## The problem
From the records below, copy out each line that has the word "failure".

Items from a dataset
//! Repository error taxonomy.

use crate::db::DbError;
use crate::model::validation::ValidationError;
use rusqlite::ErrorCode;
use serde::Serialize;
use std::error::Error;
use std::fmt::{Display, Formatter};
use uuid::Uuid;

pub type RepoResult<T> = Result<T, RepoError>;

/// Entity family named by not-found and ambiguity reports.
#[derive(Debug, Clone, Copy, PartialEq, Eq, Serialize)]
#[serde(rename_all = "snake_case")]
pub enum EntityKind {
    Author,
    Book,
    Library,
    Librarian,
    Identity,
    Profile,
    Group,
}

impl EntityKind {
    pub fn as_str(self) -> &'static str {
        match self {
            Self::Author => "author",
            Self::Book => "book",
            Self::Library => "library",
            Self::Librarian => "librarian",
            Self::Identity => "identity",
            Self::Profile => "profile",
            Self::Group => "group",
        }
    }
}

impl Display for EntityKind {
    fn fmt(&self, f: &mut Formatter<'_>) -> std::fmt::Result {
        f.write_str(self.as_str())
    }
}

/// A write that would break a relational rule of the store.
#[derive(Debug, Clone, PartialEq, Eq)]
pub enum IntegrityViolation {
    /// Book references an author that does not exist.
    DanglingAuthor(Uuid),
    /// Holding or librarian references a library that does not exist.
    UnknownLibrary(Uuid),
    /// Holding references a book that does not exist.
    UnknownBook(Uuid),
    /// Grant or membership references an identity that does not exist.
    UnknownIdentity(Uuid),
    /// Library already has its one librarian.
    LibraryAlreadyStaffed { library: Uuid, librarian: Uuid },
    DuplicateLibraryName(String),
    DuplicateUsername(String),
    /// Constraint rejected by SQLite itself (e.g. a concurrent writer won).
    Constraint(String),
}

impl Display for IntegrityViolation {
    fn fmt(&self, f: &mut Formatter<'_>) -> std::fmt::Result {
        match self {
            Self::DanglingAuthor(id) => write!(f, "author does not exist: {id}"),
            Self::UnknownLibrary(id) => write!(f, "library does not exist: {id}"),
            Self::UnknownBook(id) => write!(f, "book does not exist: {id}"),
            Self::UnknownIdentity(id) => write!(f, "identity does not exist: {id}"),
            Self::LibraryAlreadyStaffed { library, librarian } => write!(
                f,
                "library {library} already has librarian {librarian}"
            ),
            Self::DuplicateLibraryName(name) => write!(f, "library name already in use: {name}"),
            Self::DuplicateUsername(name) => write!(f, "username already in use: {name}"),
            Self::Constraint(message) => write!(f, "constraint violated: {message}"),
        }
    }
}

impl Error for IntegrityViolation {}

/// Generic repository error for persistence and query operations.
#[derive(Debug)]
pub enum RepoError {
    Validation(ValidationError),
    Db(DbError),
    NotFound { kind: EntityKind, key: String },
    Integrity(IntegrityViolation),
    InvalidData(String),
}

impl RepoError {
    pub(crate) fn not_found(kind: EntityKind, key: impl Display) -> Self {
        Self::NotFound {
            kind,
            key: key.to_string(),
        }
    }
}

impl Display for RepoError {
    fn fmt(&self, f: &mut Formatter<'_>) -> std::fmt::Result {
        match self {
            Self::Validation(err) => write!(f, "{err}"),
            Self::Db(err) => write!(f, "{err}"),
            Self::NotFound { kind, key } => write!(f, "{kind} not found: {key}"),
            Self::Integrity(err) => write!(f, "integrity violation: {err}"),
            Self::InvalidData(message) => write!(f, "invalid persisted data: {message}"),
        }
    }
}

impl Error for RepoError {
    fn source(&self) -> Option<&(dyn Error + 'static)> {
        match self {
            Self::Validation(err) => Some(err),
            Self::Db(err) => Some(err),
            Self::Integrity(err) => Some(err),
            Self::NotFound { .. } => None,
            Self::InvalidData(_) => None,
        }
    }
}

impl From<ValidationError> for RepoError {
    fn from(value: ValidationError) -> Self {
        Self::Validation(value)
    }
}

impl From<IntegrityViolation> for RepoError {
    fn from(value: IntegrityViolation) -> Self {
        Self::Integrity(value)
    }
}

impl From<DbError> for RepoError {
    fn from(value: DbError) -> Self {
        Self::Db(value)
    }
}

impl From<rusqlite::Error> for RepoError {
    fn from(value: rusqlite::Error) -> Self {
        match &value {
            rusqlite::Error::SqliteFailure(failure, message)
                if failure.code == ErrorCode::ConstraintViolation =>
            {
                let detail = message.clone().unwrap_or_else(|| failure.to_string());
                Self::Integrity(IntegrityViolation::Constraint(detail))
            }
            _ => Self::Db(DbError::Sqlite(value)),
        }
    }
}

## Your response
            rusqlite::Error::SqliteFailure(failure, message)
                if failure.code == ErrorCode::ConstraintViolation =>
                let detail = message.clone().unwrap_or_else(|| failure.to_string());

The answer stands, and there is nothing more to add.